Court of Appeals of Utah

October 31, 2019

State of Utah, in the interest of L.M., a person under eighteen years of age.
v.
State of Utah, Appellee. A.M., Appellant,

          Third District Juvenile Court, Salt Lake Department The Honorable Susan Eisenman No. 1150593

          Julie George, Attorney for Appellant

          Sean D. Reyes, Carol L.C. Verdoia, and John M. Peterson, Attorneys for Appellee

          Martha Pierce, Guardian ad Litem

          Before Judges Gregory K. Orme, and Michele M. Christiansen Forster, and Ryan M. Harris.

          OPINION

          PER CURIAM:

         ¶1 A.M. (Mother) appeals the juvenile court's order terminating her parental rights in her child, L.M. Mother's petition on appeal is unfocused and fails to actually state an issue for review, although it is clear that Mother disagrees with the juvenile court's order. Generously read, Mother challenges the finding that the Division of Child and Family Services (DCFS) provided reasonable reunification services and the sufficiency of the evidence supporting grounds for termination.

         ¶2 "Trial courts are in the best position to evaluate the credibility of witnesses, the parent's level of participation in reunification services, and whether services were appropriately tailored to remedy the problems that led to the child's removal." In re K.F., 2009 UT 4, ¶ 52, 201 P.3d 985. Accordingly, "juvenile courts have broad discretion in determining whether reasonable reunification efforts were made." Id.

         ¶3 Here, reunification services began with a domestic violence assessment. The assessment concluded that Mother was in "extreme danger" from Father "and recommended ten sessions of domestic violence victim treatment." DCFS referred Mother for this treatment, as recommended by the assessment, but it took Mother five months to complete the classes because she "frequently" missed them. DCFS also brought in its domestic violence specialist to consult on the case. The specialist was involved throughout the case, "participated in team meetings and provided additional support and resources for [Mother] as a victim of domestic violence." After Mother completed the domestic violence treatment program, DCFS referred her to individual therapy.

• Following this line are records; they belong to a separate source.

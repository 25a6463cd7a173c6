//McSplit
//Copyright (C) 2022 A. Dubray, L. Dierckx
//
//This program is free software: you can redistribute it and/or modify
//it under the terms of the GNU Affero General Public License as published by
//the Free Software Foundation, either version 3 of the License, or
//(at your option) any later version.
//
//This program is distributed in the hope that it will be useful,
//but WITHOUT ANY WARRANTY; without even the implied warranty of
//MERCHANTABILITY or FITNESS FOR A PARTICULAR PURPOSE.  See the
//GNU Affero General Public License for more details.
//
//You should have received a copy of the GNU Affero General Public License
//along with this program.  If not, see <http://www.gnu.org/licenses/>.

pub mod binary;
pub mod dimacs;
pub mod ioi;
pub mod lad;

use std::path::Path;
use std::str::FromStr;

use crate::common::{Config, GraphFormat};
use crate::core::graph::Graph;
use crate::errors::Error;

use binary::graph_from_binary;
use dimacs::graph_from_dimacs;
use ioi::graph_from_ioi;
use lad::graph_from_lad;

/// Loads a graph file in the given format. Vertex labels are kept only when
/// the configuration asks for them, and edges are stored directed or
/// undirected accordingly.
pub fn read_graph(path: &Path, format: GraphFormat, config: &Config) -> Result<Graph, Error> {
    match format {
        GraphFormat::Binary => graph_from_binary(path, config),
        GraphFormat::Dimacs => graph_from_dimacs(path, config),
        GraphFormat::Ioi => graph_from_ioi(path, config),
        GraphFormat::Lad => graph_from_lad(path, config),
    }
}

pub(crate) fn next_token<T: FromStr>(
    tokens: &mut std::str::SplitWhitespace,
    path: &Path,
    what: &str,
) -> Result<T, Error> {
    tokens
        .next()
        .and_then(|token| token.parse().ok())
        .ok_or_else(|| Error::malformed(path, format!("could not read {}", what)))
}

pub(crate) fn check_vertex(vertex: usize, n: usize, path: &Path) -> Result<(), Error> {
    if vertex >= n {
        Err(Error::malformed(
            path,
            format!("vertex {} out of range (the graph has {} vertices)", vertex, n),
        ))
    } else {
        Ok(())
    }
}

         ¶4 Based upon the record before us, we cannot say that the juvenile court abused its discretion in finding that DCFS provided reasonable reunification services to Mother. The services were tailored to remedy the issues that led to Child's removal and give Mother the opportunity to address the domestic violence issues in this case. First, to the extent that "more intensive services" may have been helpful to Mother, Mother's own dishonesty regarding her ongoing involvement with Father prevented DCFS from recognizing any arguable need for additional services during the reunification period. In any event, the domestic violence services provided to Mother were extensive and included a domestic violence assessment, a domestic violence course, individual therapy, and the ongoing services of a domestic violence specialist. These services were "at the level suggested by the experts" who conducted Mother's domestic violence assessment and were clearly aimed at alleviating "the myriad psychological, social, and economic constraints that undermine abused women's efforts to leave their abusers and protect their children from exposure to domestic violence." See In re C. C, 2017 UT App 134, ¶ 47, 402 P.3d 17 (Christiansen, J, concurring). That Mother did not succeed in breaking free from an abusive relationship is unfortunate, but cannot reasonably be attributed to a lack of appropriate services.

         ¶5 Mother next asserts that the evidence was insufficient to establish grounds for termination. Whether a parent's rights should be terminated is a mixed question of law and fact. In re B.R., 2007 UT 82, ¶ 12, 171 P.3d 435. The ultimate conclusion that a parent is unfit or that other grounds for termination have been established is a legal question, "but such decisions rely heavily on the juvenile court's assessment and weighing of the facts in any given case." Id. Because of the factually intense nature of parental termination proceedings, "the juvenile court's decision should be afforded a high degree of deference." Id. Accordingly, to overturn a juvenile court's decision, the decision must be "against the clear weight of the evidence." Id. "When a foundation for the [juvenile] court's decision exists in the evidence, an appellate court may not engage in a reweighing of the evidence." Id.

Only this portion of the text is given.